Only the lines of the data holding the string "with" need to be returned.

(Collected data entries)
☆ ☆ ☆

use ndarray::{s, Array1, Array2, Array3, Axis};
use serde::{Deserialize, Serialize};

use crate::math::StatsHelper;
use crate::prelude::{StageError, StageResult};
use crate::record::{is_sentinel, BottomTrack, CoordinateFrame, FixedLeader, VariableLeader};

/// Velocity component indices after rotation.
pub const EAST: usize = 0;
pub const NORTH: usize = 1;
pub const VERTICAL: usize = 2;
pub const ERROR: usize = 3;

/// Channels as they were before bin averaging, kept for diagnostics.
#[derive(Debug, Clone, Serialize, Deserialize)]
pub struct UnaveragedBackup {
    pub leader: FixedLeader,
    pub velocity: Array3<f64>,
    pub correlation: Array3<f64>,
    pub echo_amplitude: Array3<f64>,
    pub percent_good: Array3<f64>,
}

/// Everything one instrument reported for a cast.
///
/// All 3-D channels are ensemble × bin × 4.
#[derive(Debug, Clone, Serialize, Deserialize)]
pub struct InstrumentRecord {
    pub leader: FixedLeader,
    pub ensembles: Vec<VariableLeader>,
    pub velocity: Array3<f64>,
    pub correlation: Array3<f64>,
    pub echo_amplitude: Array3<f64>,
    pub percent_good: Array3<f64>,
    #[serde(default)]
    pub bottom_track: Option<BottomTrack>,
    /// Year field of the instrument real-time clock.
    pub clock_year: i32,
    /// Set once beam velocities have been rotated to Earth coordinates.
    #[serde(default)]
    pub rotated: bool,
    #[serde(default, skip_serializing_if = "Option::is_none")]
    pub backup: Option<Box<UnaveragedBackup>>,
}

impl InstrumentRecord {
    #[allow(clippy::too_many_arguments)]
    pub fn new(
        leader: FixedLeader,
        ensembles: Vec<VariableLeader>,
        velocity: Array3<f64>,
        correlation: Array3<f64>,
        echo_amplitude: Array3<f64>,
        percent_good: Array3<f64>,
        bottom_track: Option<BottomTrack>,
        clock_year: i32,
    ) -> StageResult<Self> {
        let record = Self {
            leader,
            ensembles,
            velocity,
            correlation,
            echo_amplitude,
            percent_good,
            bottom_track,
            clock_year,
            rotated: false,
            backup: None,
        };
        record.validate()?;
        Ok(record)
    }

    /// Checks that every channel agrees with the leader and ensemble count.
    pub fn validate(&self) -> StageResult<()> {
        let expected = vec![self.ensembles.len(), self.leader.n_bins, 4];
        for (channel, array) in [
            ("velocity", &self.velocity),
            ("correlation", &self.correlation),
            ("echo_amplitude", &self.echo_amplitude),
            ("percent_good", &self.percent_good),
        ] {
            if array.shape() != expected.as_slice() {
                return Err(StageError::ShapeMismatch {
                    channel,
                    expected,
                    found: array.shape().to_vec(),
                });
            }
        }
        if let Some(bt) = &self.bottom_track {
            if bt.n_ensembles() != self.ensembles.len() {
                return Err(StageError::ShapeMismatch {
                    channel: "bottom_track",
                    expected: vec![self.ensembles.len()],
                    found: vec![bt.n_ensembles()],
                });
            }
        }
        Ok(())
    }

    pub fn n_ensembles(&self) -> usize {
        self.ensembles.len()
    }

    pub fn n_bins(&self) -> usize {
        self.leader.n_bins
    }

    /// Frame the velocity array is currently expressed in.
    pub fn velocity_frame(&self) -> CoordinateFrame {
        if self.rotated {
            CoordinateFrame::Earth
        } else {
            self.leader.frame
        }
    }

    pub fn times(&self) -> Vec<f64> {
        self.ensembles.iter().map(|e| e.time).collect()
    }

    /// Replaces sentinels in every 3-D channel and the bottom track with NaN.
    /// Sources call this while reading.
    pub fn mask_sentinels(&mut self) -> usize {
        let mut count = 0;
        for channel in [
            &mut self.velocity,
            &mut self.correlation,
            &mut self.echo_amplitude,
            &mut self.percent_good,
        ] {
            channel.mapv_inplace(|v| {
                if is_sentinel(v) {
                    count += 1;
                    f64::NAN
                } else {
                    v
                }
            });
        }
        if let Some(bt) = self.bottom_track.as_mut() {
            count += bt.mask_sentinels();
        }
        count
    }

    /// Sets every velocity component of the listed 1-based bins to NaN.
    pub fn mask_bins(&mut self, bins: &[usize]) -> usize {
        let mut masked = 0;
        for &bin in bins {
            if bin == 0 || bin > self.n_bins() {
                continue;
            }
            let mut column = self.velocity.slice_mut(s![.., bin - 1, ..]);
            masked += column.iter().filter(|v| !v.is_nan()).count();
            column.fill(f64::NAN);
        }
        masked
    }

    /// Median of vertical velocity across bins, one value per ensemble.
    pub fn vertical_velocity_series(&self) -> Array1<f64> {
        self.velocity
            .index_axis(Axis(2), VERTICAL)
            .outer_iter()
            .map(|row| StatsHelper::nanmedian(row.iter().copied()))
            .collect()
    }

    pub fn select_ensembles(&self, indices: &[usize]) -> Self {
        Self {
            leader: self.leader.clone(),
            ensembles: indices.iter().map(|&i| self.ensembles[i]).collect(),
            velocity: self.velocity.select(Axis(0), indices),
            correlation: self.correlation.select(Axis(0), indices),
            echo_amplitude: self.echo_amplitude.select(Axis(0), indices),
            percent_good: self.percent_good.select(Axis(0), indices),
            bottom_track: self.bottom_track.as_ref().map(|bt| bt.select(indices)),
            clock_year: self.clock_year,
            rotated: self.rotated,
            backup: None,
        }
    }

    /// Builds a record with one ensemble per entry of `indices`. `None`
    /// entries become all-NaN ensembles stamped with the matching `times` value.
    pub fn reindex(&self, indices: &[Option<usize>], times: &[f64]) -> Self {
        let n_bins = self.n_bins();
        let pick = |channel: &Array3<f64>| {
            let mut out = Array3::from_elem((indices.len(), n_bins, 4), f64::NAN);
            for (mut slab, idx) in out.outer_iter_mut().zip(indices) {
                if let Some(i) = idx {
                    slab.assign(&channel.index_axis(Axis(0), *i));
                }
            }
            out
        };
        let ensembles = indices
            .iter()
            .zip(times)
            .map(|(idx, &t)| match idx {
                Some(i) => self.ensembles[*i],
                None => VariableLeader::missing(t),
            })
            .collect();
        Self {
            leader: self.leader.clone(),
            ensembles,
            velocity: pick(&self.velocity),
            correlation: pick(&self.correlation),
            echo_amplitude: pick(&self.echo_amplitude),
            percent_good: pick(&self.percent_good),
            bottom_track: self.bottom_track.as_ref().map(|bt| bt.reindex(indices)),
            clock_year: self.clock_year,
            rotated: self.rotated,
            backup: None,
        }
    }

    /// Joins records read from consecutive files of one instrument.
    pub fn concatenate(parts: Vec<InstrumentRecord>) -> StageResult<Self> {
        let mut iter = parts.into_iter();
        let first = iter
            .next()
            .ok_or_else(|| StageError::InvalidInput("no records to concatenate".into()))?;
        let rest: Vec<InstrumentRecord> = iter.collect();
        if rest.is_empty() {
            return Ok(first);
        }
        for part in &rest {
            if part.leader.n_bins != first.leader.n_bins
                || part.leader.orientation != first.leader.orientation
            {
                return Err(StageError::InvalidInput(format!(
                    "record from instrument {} does not match bin layout of {}",
                    part.leader.serial_number, first.leader.serial_number
                )));
            }
        }

        let all: Vec<&InstrumentRecord> = std::iter::once(&first).chain(rest.iter()).collect();
        let velocity = join_channel(&all, |r| &r.velocity)?;
        let correlation = join_channel(&all, |r| &r.correlation)?;
        let echo_amplitude = join_channel(&all, |r| &r.echo_amplitude)?;
        let percent_good = join_channel(&all, |r| &r.percent_good)?;

        let bottom_track = if all.iter().all(|r| r.bottom_track.is_none()) {
            None
        } else {
            let filled: Vec<BottomTrack> = all
                .iter()
                .map(|r| {
                    r.bottom_track
                        .clone()
                        .unwrap_or_else(|| BottomTrack::empty(r.n_ensembles()))
                })
                .collect();
            let refs: Vec<&BottomTrack> = filled.iter().collect();
            Some(BottomTrack::concatenate(&refs)?)
        };

        let ensembles = all
            .iter()
            .flat_map(|r| r.ensembles.iter().copied())
            .collect();

        let mut joined = InstrumentRecord::new(
            first.leader.clone(),
            ensembles,
            velocity,
            correlation,
            echo_amplitude,
            percent_good,
            bottom_track,
            first.clock_year,
        )?;
        joined.rotated = first.rotated;
        Ok(joined)
    }
}

fn join_channel(
    records: &[&InstrumentRecord],
    get: fn(&InstrumentRecord) -> &Array3<f64>,
) -> StageResult<Array3<f64>> {
    let views: Vec<_> = records.iter().map(|r| get(r).view()).collect();
    ndarray::concatenate(Axis(0), &views)
        .map_err(|err| StageError::InvalidInput(format!("record concat: {}", err)))
}

/// Median across the four beams of a quality channel (ensemble × bin).
pub fn beam_median(channel: &Array3<f64>) -> Array2<f64> {
    let (n_ens, n_bins, _) = channel.dim();
    Array2::from_shape_fn((n_ens, n_bins), |(e, b)| {
        StatsHelper::nanmedian(channel.slice(s![e, b, ..]).iter().copied())
    })
}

☆ ☆ ☆

Exercise solution -
    /// Checks that every channel agrees with the leader and ensemble count.
    /// Replaces sentinels in every 3-D channel and the bottom track with NaN.
    /// Builds a record with one ensemble per entry of `indices`. `None`
    /// entries become all-NaN ensembles stamped with the matching `times` value.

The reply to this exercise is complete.